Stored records
* * * *
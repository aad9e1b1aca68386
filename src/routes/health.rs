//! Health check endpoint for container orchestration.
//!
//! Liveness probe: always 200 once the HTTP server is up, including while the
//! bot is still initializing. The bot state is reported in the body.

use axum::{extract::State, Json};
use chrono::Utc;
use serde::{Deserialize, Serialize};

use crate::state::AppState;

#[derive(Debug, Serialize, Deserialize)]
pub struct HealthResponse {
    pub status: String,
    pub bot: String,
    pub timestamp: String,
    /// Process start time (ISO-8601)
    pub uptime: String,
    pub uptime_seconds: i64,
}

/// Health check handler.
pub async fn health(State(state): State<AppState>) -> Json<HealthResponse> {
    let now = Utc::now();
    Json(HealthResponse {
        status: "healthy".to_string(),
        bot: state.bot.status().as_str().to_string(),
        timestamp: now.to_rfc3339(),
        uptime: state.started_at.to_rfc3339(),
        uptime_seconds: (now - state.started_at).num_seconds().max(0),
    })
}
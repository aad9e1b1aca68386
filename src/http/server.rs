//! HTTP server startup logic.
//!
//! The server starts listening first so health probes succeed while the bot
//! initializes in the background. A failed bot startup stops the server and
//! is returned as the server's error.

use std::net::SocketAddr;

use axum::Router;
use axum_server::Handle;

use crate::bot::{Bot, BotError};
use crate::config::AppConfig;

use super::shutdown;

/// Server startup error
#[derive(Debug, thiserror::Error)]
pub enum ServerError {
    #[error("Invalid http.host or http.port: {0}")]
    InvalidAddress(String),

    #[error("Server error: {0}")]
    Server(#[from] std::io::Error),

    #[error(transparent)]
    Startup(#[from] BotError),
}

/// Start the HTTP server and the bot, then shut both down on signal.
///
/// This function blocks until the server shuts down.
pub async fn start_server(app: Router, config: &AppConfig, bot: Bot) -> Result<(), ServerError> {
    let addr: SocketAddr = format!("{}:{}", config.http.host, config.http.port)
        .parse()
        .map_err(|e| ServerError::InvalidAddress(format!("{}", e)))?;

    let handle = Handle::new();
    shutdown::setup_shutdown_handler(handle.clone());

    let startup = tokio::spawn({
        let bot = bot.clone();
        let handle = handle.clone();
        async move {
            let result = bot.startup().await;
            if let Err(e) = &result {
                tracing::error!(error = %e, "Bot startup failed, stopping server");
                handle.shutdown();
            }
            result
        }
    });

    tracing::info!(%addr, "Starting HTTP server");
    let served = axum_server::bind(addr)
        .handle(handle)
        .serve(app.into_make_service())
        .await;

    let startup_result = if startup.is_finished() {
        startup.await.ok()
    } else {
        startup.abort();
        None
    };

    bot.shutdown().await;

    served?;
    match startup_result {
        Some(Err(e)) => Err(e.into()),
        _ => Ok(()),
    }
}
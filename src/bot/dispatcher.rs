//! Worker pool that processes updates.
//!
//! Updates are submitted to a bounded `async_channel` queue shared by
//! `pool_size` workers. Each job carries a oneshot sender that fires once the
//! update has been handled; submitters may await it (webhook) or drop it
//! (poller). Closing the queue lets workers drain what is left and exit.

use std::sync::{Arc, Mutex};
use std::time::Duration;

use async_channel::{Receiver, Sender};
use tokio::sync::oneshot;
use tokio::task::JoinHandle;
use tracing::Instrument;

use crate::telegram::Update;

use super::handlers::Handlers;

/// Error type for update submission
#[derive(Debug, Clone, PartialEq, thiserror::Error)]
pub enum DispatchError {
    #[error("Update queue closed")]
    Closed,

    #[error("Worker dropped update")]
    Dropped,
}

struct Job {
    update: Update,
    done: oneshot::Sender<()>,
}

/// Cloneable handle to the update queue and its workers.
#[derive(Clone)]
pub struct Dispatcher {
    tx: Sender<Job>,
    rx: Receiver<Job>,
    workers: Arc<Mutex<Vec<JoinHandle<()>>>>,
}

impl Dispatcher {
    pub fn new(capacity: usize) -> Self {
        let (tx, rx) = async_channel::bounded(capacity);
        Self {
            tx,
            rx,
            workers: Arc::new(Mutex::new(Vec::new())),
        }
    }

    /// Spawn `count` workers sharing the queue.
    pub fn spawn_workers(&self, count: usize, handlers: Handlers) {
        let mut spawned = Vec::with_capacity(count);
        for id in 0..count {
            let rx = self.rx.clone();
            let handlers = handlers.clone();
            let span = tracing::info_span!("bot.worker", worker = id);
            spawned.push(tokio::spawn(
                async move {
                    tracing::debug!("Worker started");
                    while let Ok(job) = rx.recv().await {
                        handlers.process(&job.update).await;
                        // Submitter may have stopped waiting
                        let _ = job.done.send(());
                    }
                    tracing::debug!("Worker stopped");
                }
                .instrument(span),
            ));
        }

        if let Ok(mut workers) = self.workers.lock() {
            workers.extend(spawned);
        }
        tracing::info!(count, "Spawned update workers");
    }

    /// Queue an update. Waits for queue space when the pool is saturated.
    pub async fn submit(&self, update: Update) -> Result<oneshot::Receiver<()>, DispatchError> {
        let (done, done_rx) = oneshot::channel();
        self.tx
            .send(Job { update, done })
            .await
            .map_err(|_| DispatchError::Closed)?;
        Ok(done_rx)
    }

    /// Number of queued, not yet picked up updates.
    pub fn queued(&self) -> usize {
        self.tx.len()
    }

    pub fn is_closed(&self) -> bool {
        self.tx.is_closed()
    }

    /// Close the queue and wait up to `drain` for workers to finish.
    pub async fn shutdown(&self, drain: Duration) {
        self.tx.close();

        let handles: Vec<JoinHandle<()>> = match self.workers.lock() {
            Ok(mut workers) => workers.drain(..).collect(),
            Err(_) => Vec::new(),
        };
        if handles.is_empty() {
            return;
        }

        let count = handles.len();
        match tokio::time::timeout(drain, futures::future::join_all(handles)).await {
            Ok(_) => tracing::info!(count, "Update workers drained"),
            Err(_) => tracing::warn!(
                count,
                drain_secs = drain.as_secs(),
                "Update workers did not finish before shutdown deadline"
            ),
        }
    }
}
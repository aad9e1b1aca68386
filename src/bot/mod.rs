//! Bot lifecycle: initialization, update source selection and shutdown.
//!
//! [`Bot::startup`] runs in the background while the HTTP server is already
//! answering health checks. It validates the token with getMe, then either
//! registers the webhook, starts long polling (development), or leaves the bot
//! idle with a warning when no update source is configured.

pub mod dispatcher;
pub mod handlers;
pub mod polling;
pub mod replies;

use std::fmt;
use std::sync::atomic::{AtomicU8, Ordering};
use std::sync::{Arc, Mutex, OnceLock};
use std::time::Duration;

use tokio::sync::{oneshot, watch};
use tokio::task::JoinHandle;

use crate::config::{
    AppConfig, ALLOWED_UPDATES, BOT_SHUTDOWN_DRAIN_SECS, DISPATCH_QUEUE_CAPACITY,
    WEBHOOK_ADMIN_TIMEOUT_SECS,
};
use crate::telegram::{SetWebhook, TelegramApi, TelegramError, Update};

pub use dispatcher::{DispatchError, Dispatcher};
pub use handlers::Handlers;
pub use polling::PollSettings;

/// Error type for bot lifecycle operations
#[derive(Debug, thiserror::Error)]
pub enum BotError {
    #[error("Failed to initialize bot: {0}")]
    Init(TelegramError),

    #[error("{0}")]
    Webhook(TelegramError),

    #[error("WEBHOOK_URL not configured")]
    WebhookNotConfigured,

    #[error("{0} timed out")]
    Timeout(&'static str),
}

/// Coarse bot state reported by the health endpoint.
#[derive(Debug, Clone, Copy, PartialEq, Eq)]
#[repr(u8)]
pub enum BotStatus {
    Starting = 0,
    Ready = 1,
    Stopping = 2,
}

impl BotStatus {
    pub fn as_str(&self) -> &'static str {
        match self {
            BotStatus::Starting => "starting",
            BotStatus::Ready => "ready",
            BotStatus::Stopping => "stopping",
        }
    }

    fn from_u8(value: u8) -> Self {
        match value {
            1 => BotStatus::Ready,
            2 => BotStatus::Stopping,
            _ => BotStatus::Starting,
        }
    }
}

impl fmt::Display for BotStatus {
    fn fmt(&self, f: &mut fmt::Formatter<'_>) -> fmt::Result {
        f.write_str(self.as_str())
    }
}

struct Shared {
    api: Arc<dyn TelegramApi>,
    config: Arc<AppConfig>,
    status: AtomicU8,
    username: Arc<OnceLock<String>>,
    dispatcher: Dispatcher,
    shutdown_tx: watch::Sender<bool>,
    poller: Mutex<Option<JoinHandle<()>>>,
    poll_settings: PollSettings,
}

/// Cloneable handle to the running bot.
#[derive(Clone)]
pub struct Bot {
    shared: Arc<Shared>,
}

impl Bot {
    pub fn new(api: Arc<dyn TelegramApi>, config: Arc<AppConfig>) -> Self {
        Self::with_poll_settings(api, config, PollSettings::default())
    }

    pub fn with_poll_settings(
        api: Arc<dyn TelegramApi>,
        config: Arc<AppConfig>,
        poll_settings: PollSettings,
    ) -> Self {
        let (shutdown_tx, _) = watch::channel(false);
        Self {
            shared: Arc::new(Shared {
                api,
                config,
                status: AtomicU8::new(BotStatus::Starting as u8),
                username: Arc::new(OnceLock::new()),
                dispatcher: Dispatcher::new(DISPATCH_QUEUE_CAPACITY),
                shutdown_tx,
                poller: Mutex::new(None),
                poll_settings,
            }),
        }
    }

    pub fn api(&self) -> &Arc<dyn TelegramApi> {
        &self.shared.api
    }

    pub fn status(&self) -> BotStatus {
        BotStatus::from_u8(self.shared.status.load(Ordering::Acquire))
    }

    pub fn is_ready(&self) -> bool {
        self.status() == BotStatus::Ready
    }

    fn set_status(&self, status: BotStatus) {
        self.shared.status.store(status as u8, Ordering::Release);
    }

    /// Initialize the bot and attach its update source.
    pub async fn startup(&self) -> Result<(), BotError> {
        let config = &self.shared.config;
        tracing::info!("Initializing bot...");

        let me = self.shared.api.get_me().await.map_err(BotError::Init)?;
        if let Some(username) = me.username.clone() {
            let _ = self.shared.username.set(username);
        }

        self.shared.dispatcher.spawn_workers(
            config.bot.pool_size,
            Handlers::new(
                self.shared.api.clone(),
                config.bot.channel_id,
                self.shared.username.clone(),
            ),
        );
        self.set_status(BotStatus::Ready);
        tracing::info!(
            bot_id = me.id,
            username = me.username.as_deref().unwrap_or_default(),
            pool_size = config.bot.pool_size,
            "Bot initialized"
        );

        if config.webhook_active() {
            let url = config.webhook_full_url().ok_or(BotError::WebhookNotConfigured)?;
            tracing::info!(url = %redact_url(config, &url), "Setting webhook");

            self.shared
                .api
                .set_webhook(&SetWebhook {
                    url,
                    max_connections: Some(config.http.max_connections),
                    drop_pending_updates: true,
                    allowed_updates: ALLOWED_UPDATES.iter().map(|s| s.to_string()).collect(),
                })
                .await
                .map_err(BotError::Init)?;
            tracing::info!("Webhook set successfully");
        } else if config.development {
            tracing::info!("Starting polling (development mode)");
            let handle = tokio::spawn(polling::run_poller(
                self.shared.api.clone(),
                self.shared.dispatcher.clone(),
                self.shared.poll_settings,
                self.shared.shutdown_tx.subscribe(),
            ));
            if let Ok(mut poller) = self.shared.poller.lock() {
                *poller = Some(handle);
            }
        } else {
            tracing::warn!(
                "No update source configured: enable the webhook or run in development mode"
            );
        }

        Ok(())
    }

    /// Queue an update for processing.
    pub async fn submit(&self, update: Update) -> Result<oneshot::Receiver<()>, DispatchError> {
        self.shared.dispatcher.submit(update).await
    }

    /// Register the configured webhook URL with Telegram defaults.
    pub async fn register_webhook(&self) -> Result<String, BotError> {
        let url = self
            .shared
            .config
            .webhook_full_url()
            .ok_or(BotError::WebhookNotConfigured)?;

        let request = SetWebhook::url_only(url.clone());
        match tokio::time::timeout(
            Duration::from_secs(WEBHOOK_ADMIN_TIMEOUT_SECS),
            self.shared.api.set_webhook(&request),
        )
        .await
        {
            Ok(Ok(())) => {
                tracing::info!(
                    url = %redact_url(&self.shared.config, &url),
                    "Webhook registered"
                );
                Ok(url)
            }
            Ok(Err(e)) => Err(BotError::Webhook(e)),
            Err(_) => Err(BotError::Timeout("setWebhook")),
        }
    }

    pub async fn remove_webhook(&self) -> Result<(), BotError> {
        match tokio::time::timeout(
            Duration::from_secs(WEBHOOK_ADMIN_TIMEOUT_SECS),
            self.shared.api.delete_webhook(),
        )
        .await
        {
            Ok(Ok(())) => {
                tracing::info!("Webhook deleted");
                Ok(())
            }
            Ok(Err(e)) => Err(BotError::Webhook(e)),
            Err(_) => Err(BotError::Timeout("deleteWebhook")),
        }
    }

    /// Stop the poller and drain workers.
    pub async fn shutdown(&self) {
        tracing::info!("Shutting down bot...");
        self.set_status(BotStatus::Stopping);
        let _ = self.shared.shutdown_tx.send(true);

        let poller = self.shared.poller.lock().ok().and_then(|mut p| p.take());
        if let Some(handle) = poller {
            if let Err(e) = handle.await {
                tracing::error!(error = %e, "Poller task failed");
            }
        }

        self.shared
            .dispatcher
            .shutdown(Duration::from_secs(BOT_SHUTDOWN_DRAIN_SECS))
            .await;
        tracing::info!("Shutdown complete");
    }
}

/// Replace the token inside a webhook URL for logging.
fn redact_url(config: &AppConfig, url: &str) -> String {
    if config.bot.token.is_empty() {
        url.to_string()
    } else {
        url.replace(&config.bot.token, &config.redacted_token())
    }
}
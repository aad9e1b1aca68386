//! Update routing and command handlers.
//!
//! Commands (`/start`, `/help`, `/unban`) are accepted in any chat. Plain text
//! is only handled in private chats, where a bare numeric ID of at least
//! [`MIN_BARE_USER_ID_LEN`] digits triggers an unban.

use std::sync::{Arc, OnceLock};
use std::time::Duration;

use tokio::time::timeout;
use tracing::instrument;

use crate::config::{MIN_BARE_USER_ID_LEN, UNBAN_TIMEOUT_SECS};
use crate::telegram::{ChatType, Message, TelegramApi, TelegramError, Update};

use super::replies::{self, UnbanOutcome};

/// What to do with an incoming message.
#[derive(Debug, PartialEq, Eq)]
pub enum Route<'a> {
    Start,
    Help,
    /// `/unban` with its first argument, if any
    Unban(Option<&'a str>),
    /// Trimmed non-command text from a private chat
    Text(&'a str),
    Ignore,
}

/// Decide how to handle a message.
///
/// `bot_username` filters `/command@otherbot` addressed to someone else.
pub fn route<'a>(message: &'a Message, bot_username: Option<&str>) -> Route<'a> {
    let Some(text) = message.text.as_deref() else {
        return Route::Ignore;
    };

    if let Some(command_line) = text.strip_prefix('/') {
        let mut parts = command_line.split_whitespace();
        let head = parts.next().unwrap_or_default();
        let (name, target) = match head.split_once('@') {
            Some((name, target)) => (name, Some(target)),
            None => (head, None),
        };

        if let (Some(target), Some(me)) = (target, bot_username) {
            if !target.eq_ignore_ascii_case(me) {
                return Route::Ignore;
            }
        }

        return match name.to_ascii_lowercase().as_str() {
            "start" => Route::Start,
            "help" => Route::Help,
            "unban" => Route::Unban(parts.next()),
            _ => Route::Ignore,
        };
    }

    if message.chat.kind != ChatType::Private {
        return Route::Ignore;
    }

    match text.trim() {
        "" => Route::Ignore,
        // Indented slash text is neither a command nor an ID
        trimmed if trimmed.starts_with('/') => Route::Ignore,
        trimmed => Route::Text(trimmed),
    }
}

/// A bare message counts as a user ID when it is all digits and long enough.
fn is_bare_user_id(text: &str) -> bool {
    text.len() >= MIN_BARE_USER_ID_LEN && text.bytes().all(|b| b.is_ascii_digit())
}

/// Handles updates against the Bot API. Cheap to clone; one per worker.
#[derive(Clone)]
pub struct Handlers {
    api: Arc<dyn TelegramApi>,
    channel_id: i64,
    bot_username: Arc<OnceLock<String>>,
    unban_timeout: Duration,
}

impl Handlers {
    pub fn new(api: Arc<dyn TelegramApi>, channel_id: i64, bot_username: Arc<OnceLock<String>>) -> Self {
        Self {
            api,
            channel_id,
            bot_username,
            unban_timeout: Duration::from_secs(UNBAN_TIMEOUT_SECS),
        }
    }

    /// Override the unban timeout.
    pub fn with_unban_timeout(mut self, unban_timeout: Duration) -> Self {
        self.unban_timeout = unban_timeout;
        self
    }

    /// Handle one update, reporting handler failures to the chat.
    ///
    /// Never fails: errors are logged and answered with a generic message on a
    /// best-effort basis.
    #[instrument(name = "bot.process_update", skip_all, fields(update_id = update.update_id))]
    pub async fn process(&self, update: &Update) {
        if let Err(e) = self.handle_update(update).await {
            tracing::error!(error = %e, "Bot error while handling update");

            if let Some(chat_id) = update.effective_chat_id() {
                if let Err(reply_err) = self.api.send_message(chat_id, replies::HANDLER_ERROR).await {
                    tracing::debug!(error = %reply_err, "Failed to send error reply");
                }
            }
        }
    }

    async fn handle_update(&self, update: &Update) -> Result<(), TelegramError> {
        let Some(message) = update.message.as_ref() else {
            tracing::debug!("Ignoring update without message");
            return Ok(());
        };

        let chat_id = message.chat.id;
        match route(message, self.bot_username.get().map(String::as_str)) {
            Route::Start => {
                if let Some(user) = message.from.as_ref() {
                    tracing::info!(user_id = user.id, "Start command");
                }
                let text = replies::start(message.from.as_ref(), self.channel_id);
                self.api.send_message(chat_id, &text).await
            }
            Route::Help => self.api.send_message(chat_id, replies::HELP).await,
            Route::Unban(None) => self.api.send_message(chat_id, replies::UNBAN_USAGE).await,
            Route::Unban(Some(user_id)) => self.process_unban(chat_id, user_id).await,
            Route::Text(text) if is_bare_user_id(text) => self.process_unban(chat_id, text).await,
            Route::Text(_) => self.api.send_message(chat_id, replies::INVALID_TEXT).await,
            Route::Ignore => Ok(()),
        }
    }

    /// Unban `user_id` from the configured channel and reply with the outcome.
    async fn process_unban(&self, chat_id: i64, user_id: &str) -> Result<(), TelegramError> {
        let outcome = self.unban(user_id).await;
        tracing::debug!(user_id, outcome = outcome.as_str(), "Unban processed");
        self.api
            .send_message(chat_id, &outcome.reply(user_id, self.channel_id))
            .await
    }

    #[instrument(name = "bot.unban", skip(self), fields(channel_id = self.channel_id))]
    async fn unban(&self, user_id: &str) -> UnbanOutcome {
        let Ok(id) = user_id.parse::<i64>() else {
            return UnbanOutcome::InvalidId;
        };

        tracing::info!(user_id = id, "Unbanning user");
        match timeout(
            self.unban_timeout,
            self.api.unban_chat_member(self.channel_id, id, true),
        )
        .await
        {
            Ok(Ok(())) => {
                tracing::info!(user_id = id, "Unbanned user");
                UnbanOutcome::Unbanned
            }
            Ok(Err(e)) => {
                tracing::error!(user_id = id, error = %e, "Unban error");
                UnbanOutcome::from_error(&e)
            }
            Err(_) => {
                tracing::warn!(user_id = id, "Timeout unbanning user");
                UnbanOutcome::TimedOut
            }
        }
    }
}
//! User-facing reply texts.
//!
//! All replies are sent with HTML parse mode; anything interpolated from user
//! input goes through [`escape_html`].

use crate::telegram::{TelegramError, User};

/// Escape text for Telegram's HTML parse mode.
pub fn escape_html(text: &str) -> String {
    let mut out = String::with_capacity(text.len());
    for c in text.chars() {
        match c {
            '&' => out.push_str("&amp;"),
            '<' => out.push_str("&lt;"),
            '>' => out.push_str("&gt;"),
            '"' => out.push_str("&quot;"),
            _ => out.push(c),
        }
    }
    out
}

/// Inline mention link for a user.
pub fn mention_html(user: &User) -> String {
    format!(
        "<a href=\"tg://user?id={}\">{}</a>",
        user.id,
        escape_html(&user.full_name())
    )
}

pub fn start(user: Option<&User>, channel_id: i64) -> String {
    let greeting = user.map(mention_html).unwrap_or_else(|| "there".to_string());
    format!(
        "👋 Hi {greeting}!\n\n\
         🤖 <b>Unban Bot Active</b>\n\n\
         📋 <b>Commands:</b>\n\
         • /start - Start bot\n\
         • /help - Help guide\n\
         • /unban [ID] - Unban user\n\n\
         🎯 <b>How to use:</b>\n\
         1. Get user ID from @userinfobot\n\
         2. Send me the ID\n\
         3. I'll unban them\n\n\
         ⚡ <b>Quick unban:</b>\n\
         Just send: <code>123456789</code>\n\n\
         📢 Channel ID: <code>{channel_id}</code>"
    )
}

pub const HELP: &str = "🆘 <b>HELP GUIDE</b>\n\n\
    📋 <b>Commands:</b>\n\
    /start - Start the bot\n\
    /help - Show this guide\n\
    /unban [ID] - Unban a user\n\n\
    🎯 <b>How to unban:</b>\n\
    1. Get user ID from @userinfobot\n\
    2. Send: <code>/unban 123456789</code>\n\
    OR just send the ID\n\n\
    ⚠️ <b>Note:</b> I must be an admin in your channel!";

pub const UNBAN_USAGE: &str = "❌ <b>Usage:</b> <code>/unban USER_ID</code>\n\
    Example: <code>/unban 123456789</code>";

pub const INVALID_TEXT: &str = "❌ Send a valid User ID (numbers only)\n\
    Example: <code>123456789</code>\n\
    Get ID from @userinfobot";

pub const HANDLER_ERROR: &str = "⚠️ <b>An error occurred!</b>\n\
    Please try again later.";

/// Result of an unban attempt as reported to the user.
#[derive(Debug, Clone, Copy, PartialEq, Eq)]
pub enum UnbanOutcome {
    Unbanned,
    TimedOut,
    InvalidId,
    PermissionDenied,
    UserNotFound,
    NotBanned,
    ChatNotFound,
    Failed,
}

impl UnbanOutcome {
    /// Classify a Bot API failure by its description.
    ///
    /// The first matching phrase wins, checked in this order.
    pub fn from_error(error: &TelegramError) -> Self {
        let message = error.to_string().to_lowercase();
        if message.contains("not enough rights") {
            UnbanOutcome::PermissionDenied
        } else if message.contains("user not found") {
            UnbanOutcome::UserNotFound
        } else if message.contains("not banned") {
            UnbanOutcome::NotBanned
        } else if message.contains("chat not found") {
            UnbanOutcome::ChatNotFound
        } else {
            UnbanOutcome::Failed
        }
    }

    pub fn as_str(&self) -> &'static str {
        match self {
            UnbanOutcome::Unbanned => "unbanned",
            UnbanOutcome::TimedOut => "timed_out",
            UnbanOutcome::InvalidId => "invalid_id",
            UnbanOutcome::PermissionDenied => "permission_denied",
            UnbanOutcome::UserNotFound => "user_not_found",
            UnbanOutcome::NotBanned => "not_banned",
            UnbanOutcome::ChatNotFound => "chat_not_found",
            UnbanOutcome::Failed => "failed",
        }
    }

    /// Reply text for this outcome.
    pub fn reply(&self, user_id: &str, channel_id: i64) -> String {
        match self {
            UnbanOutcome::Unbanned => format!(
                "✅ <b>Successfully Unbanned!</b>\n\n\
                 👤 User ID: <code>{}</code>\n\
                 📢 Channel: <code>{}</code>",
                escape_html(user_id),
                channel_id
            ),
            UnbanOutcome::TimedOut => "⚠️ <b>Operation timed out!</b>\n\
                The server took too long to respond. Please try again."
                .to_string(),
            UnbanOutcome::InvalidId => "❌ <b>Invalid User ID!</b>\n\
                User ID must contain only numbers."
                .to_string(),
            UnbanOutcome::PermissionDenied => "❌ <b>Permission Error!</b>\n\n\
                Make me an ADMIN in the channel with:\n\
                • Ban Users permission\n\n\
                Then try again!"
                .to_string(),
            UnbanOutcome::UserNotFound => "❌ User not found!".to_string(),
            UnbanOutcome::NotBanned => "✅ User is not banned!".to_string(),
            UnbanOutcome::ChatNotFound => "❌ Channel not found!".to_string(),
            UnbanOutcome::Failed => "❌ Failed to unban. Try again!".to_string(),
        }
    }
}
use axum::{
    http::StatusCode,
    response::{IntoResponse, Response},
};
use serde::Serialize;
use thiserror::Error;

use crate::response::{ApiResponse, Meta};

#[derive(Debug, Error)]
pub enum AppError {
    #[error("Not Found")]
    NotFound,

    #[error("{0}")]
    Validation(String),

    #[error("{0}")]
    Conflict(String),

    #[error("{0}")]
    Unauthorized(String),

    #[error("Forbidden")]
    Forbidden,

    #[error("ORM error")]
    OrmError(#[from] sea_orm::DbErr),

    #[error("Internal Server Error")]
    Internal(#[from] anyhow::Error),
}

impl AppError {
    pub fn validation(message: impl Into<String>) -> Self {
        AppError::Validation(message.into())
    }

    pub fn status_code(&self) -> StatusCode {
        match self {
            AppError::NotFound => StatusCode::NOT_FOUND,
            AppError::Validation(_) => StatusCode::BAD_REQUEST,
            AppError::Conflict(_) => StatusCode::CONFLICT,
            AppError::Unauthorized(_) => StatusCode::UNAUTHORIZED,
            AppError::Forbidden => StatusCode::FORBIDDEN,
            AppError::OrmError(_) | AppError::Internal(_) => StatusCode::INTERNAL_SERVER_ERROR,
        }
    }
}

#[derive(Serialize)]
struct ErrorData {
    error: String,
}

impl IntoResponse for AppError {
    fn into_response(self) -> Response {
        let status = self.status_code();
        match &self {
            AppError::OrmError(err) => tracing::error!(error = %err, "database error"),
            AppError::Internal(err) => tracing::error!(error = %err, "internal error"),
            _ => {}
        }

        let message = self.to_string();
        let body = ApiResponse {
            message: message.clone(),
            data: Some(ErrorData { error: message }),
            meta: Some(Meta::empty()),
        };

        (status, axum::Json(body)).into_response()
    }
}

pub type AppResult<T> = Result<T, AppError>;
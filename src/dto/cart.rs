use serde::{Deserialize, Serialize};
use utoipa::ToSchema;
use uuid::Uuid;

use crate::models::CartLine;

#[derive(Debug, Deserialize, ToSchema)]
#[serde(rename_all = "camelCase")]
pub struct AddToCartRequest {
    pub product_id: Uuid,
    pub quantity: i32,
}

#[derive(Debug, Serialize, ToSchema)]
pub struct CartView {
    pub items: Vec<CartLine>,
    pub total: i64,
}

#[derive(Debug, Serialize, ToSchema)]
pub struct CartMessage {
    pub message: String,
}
* * * *
= Exercise goal =
For this task, write out exactly the lines of the entries above, starting at the line with "OR just send the ID\n\n\" and ending at the line with "in this order.", both included, and no others.

= Solved exercise =
    OR just send the ID\n\n\
    ⚠️ <b>Note:</b> I must be an admin in your channel!";

pub const UNBAN_USAGE: &str = "❌ <b>Usage:</b> <code>/unban USER_ID</code>\n\
    Example: <code>/unban 123456789</code>";

pub const INVALID_TEXT: &str = "❌ Send a valid User ID (numbers only)\n\
    Example: <code>123456789</code>\n\
    Get ID from @userinfobot";

pub const HANDLER_ERROR: &str = "⚠️ <b>An error occurred!</b>\n\
    Please try again later.";

/// Result of an unban attempt as reported to the user.
#[derive(Debug, Clone, Copy, PartialEq, Eq)]
pub enum UnbanOutcome {
    Unbanned,
    TimedOut,
    InvalidId,
    PermissionDenied,
    UserNotFound,
    NotBanned,
    ChatNotFound,
    Failed,
}

impl UnbanOutcome {
    /// Classify a Bot API failure by its description.
    ///
    /// The first matching phrase wins, checked in this order.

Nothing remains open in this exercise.